Around 60 people have been killed so far in rain and landslide related incidents, with more feared buried under rubble, as Chief Minister Sukhvinder Singh Sukhu said it will take a year to rebuild the infrastructure. 


“We have to get the infrastructure fully restored within a year. I am working with this in mind,” Sukhu said, adding it takes time to rebuild roads and water projects but the government is speeding up the process. 






“It’s a big challenge, a mountain-like challenge. But we are not going to back away,” he said.

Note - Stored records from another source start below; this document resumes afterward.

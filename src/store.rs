use std::fs;
use std::io::{self, BufWriter, Write};
use std::path::{Path, PathBuf};

use camino::{Utf8Path, Utf8PathBuf};
use tempfile::NamedTempFile;

use crate::domain::Datestamp;
use crate::error::GdcError;
use crate::meta::{self, FileDescriptor};

#[derive(Debug, Clone)]
pub struct MirrorLayout {
    root: Utf8PathBuf,
}

impl MirrorLayout {
    pub fn new(root: Utf8PathBuf) -> Self {
        Self { root }
    }

    pub fn root(&self) -> &Utf8Path {
        &self.root
    }

    pub fn program_dir(&self, program: &str) -> Utf8PathBuf {
        self.root.join(program)
    }

    pub fn project_dir(&self, program: &str, project: &str) -> Utf8PathBuf {
        self.program_dir(program).join(project)
    }

    pub fn file_path(
        &self,
        program: &str,
        project: &str,
        descriptor: &FileDescriptor,
        legacy: bool,
    ) -> Result<Utf8PathBuf, GdcError> {
        let basename = meta::file_basename(descriptor, legacy)?;
        Ok(self
            .project_dir(program, project)
            .join(path_component(descriptor.data_category()))
            .join(path_component(descriptor.data_type()))
            .join(basename))
    }

    pub fn metadata_dir(&self, program: &str, project: &str) -> Utf8PathBuf {
        self.project_dir(program, project).join("metadata")
    }

    pub fn metadata_path(&self, program: &str, project: &str, datestamp: &Datestamp) -> Utf8PathBuf {
        self.metadata_dir(program, project)
            .join(datestamp.as_str())
            .join(format!("metadata.{project}.{datestamp}.json"))
    }

    pub fn projects(&self, program: &str) -> Result<Vec<String>, GdcError> {
        Ok(list_subdirs(self.program_dir(program).as_std_path())?
            .into_iter()
            .filter(|project| self.metadata_dir(program, project).as_std_path().is_dir())
            .collect())
    }
}

#[derive(Debug, Clone)]
pub struct DiceLayout {
    root: Utf8PathBuf,
}

impl DiceLayout {
    pub fn new(root: Utf8PathBuf) -> Self {
        Self { root }
    }

    pub fn root(&self) -> &Utf8Path {
        &self.root
    }

    pub fn program_dir(&self, program: &str) -> Utf8PathBuf {
        self.root.join(program)
    }

    pub fn project_dir(&self, program: &str, project: &str) -> Utf8PathBuf {
        self.program_dir(program).join(project)
    }

    pub fn diced_path(
        &self,
        program: &str,
        project: &str,
        annotation: &str,
        barcode: &str,
        file_id: &str,
        extension: &str,
    ) -> Utf8PathBuf {
        self.project_dir(program, project)
            .join(annotation)
            .join(format!("{barcode}.{file_id}.{extension}"))
    }

    pub fn metadata_dir(&self, program: &str, project: &str) -> Utf8PathBuf {
        self.project_dir(program, project).join("metadata")
    }

    pub fn diced_metadata_path(
        &self,
        program: &str,
        project: &str,
        datestamp: &Datestamp,
    ) -> Utf8PathBuf {
        self.metadata_dir(program, project)
            .join(datestamp.as_str())
            .join(format!("{project}.{datestamp}.diced_metadata.tsv"))
    }

    pub fn sample_counts_path(
        &self,
        program: &str,
        project: &str,
        datestamp: &Datestamp,
    ) -> Utf8PathBuf {
        self.metadata_dir(program, project)
            .join(datestamp.as_str())
            .join(format!("{project}.{datestamp}.sample_counts.tsv"))
    }

    pub fn projects(&self, program: &str) -> Result<Vec<String>, GdcError> {
        Ok(list_subdirs(self.program_dir(program).as_std_path())?
            .into_iter()
            .filter(|project| self.metadata_dir(program, project).as_std_path().is_dir())
            .collect())
    }
}

#[derive(Debug, Clone)]
pub struct LoadfileLayout {
    root: Utf8PathBuf,
}

impl LoadfileLayout {
    pub fn new(root: Utf8PathBuf) -> Self {
        Self { root }
    }

    pub fn output_dir(&self, program: &str, datestamp: &Datestamp) -> Utf8PathBuf {
        self.root.join(program).join(datestamp.as_str())
    }

    pub fn samples_path(&self, program: &str, cohort: &str, datestamp: &Datestamp) -> Utf8PathBuf {
        self.cohort_file(program, cohort, datestamp, "Sample.loadfile.txt")
    }

    pub fn sample_set_path(
        &self,
        program: &str,
        cohort: &str,
        datestamp: &Datestamp,
    ) -> Utf8PathBuf {
        self.cohort_file(program, cohort, datestamp, "Sample_Set.loadfile.txt")
    }

    pub fn cases_path(&self, program: &str, cohort: &str, datestamp: &Datestamp) -> Utf8PathBuf {
        self.cohort_file(program, cohort, datestamp, "Participant.loadfile.txt")
    }

    pub fn filtered_path(&self, program: &str, cohort: &str, datestamp: &Datestamp) -> Utf8PathBuf {
        self.cohort_file(program, cohort, datestamp, "filtered_samples.txt")
    }

    fn cohort_file(
        &self,
        program: &str,
        cohort: &str,
        datestamp: &Datestamp,
        kind: &str,
    ) -> Utf8PathBuf {
        self.output_dir(program, datestamp)
            .join(format!("{cohort}.{datestamp}.{kind}"))
    }
}

pub fn path_component(value: &str) -> String {
    let cleaned: String = value
        .trim()
        .chars()
        .map(|ch| match ch {
            ' ' | '/' | '\\' => '_',
            other => other,
        })
        .collect();
    if cleaned.is_empty() {
        "Unknown".to_string()
    } else {
        cleaned
    }
}

/// Buffered writer into a temp file next to `dest`; nothing appears at `dest`
/// until `commit`.
pub struct AtomicWriter {
    inner: BufWriter<NamedTempFile>,
    dest: PathBuf,
}

impl AtomicWriter {
    pub fn create(dest: &Path) -> Result<Self, GdcError> {
        let parent = dest
            .parent()
            .ok_or_else(|| GdcError::Filesystem("invalid destination path".to_string()))?;
        fs::create_dir_all(parent).map_err(|err| GdcError::fs(parent.display(), err))?;
        let temp = tempfile::Builder::new()
            .prefix(".gdc-write")
            .tempfile_in(parent)
            .map_err(|err| GdcError::fs(parent.display(), err))?;
        Ok(Self {
            inner: BufWriter::new(temp),
            dest: dest.to_path_buf(),
        })
    }

    pub fn commit(self) -> Result<(), GdcError> {
        let dest = self.dest;
        let temp = self
            .inner
            .into_inner()
            .map_err(|err| GdcError::fs(dest.display(), err.error()))?;
        temp.persist(&dest)
            .map_err(|err| GdcError::fs(dest.display(), err))?;
        Ok(())
    }
}

impl Write for AtomicWriter {
    fn write(&mut self, buf: &[u8]) -> io::Result<usize> {
        self.inner.write(buf)
    }

    fn flush(&mut self) -> io::Result<()> {
        self.inner.flush()
    }
}

pub fn write_bytes_atomic(path: &Path, content: &[u8]) -> Result<(), GdcError> {
    let mut writer = AtomicWriter::create(path)?;
    writer
        .write_all(content)
        .map_err(|err| GdcError::fs(path.display(), err))?;
    writer.commit()
}

pub fn link_or_copy(source: &Path, dest: &Path) -> Result<(), GdcError> {
    if let Some(parent) = dest.parent() {
        fs::create_dir_all(parent).map_err(|err| GdcError::fs(parent.display(), err))?;
    }
    if dest.exists() {
        fs::remove_file(dest).map_err(|err| GdcError::fs(dest.display(), err))?;
    }
    match fs::hard_link(source, dest) {
        Ok(()) => Ok(()),
        Err(err) => {
            tracing::debug!(
                source = %source.display(),
                error = %err,
                "hardlink failed, copying"
            );
            let mut writer = AtomicWriter::create(dest)?;
            let mut reader =
                fs::File::open(source).map_err(|err| GdcError::fs(source.display(), err))?;
            io::copy(&mut reader, &mut writer).map_err(|err| GdcError::fs(dest.display(), err))?;
            writer.commit()
        }
    }
}

pub fn list_subdirs(dir: &Path) -> Result<Vec<String>, GdcError> {
    if !dir.is_dir() {
        return Ok(Vec::new());
    }
    let mut names = Vec::new();
    let entries = fs::read_dir(dir).map_err(|err| GdcError::fs(dir.display(), err))?;
    for entry in entries {
        let entry = entry.map_err(|err| GdcError::fs(dir.display(), err))?;
        if entry.path().is_dir() {
            if let Some(name) = entry.file_name().to_str() {
                if !name.starts_with('.') {
                    names.push(name.to_string());
                }
            }
        }
    }
    names.sort();
    Ok(names)
}

/// Most recent datestamp directory under `metadata_dir` that is at most
/// `upto` and is not `exclude`.
pub fn latest_metadata_datestamp(
    metadata_dir: &Path,
    upto: Option<&Datestamp>,
    exclude: Option<&Datestamp>,
) -> Result<Option<Datestamp>, GdcError> {
    Ok(list_subdirs(metadata_dir)?
        .into_iter()
        .filter_map(|name| name.parse::<Datestamp>().ok())
        .filter(|stamp| upto.is_none_or(|limit| stamp <= limit))
        .filter(|stamp| exclude != Some(stamp))
        .max())
}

The state government will continue with its vision to make Himachal Pradesh “self-reliant” in four years and the country’s “most prosperous” state in 10 years.“But it will take a year for us to rise from this tragedy,” Sukhu, whose Congress government came to power last December, said.


According to Sukhu, the intensity of the rain was to blame for the massive damage, saying this was the “first time” about 50 people died in a single day, and on the lack of “structural designing” in the state, reported PTI. 


ALSO READ: Will Take A Year To Rise From This Tragedy: Himachal CM On Devastation Due To Rains


Several houses in Shimla’s Krishna Nagar area collapsed on Tuesday after a landslide which killed two people and many were feared trapped. 


Sukhu said climate change could also be one of the reasons behind the rains that caused devastation. It never rained like this before in Lahaul-Spiti, he said, giving an example.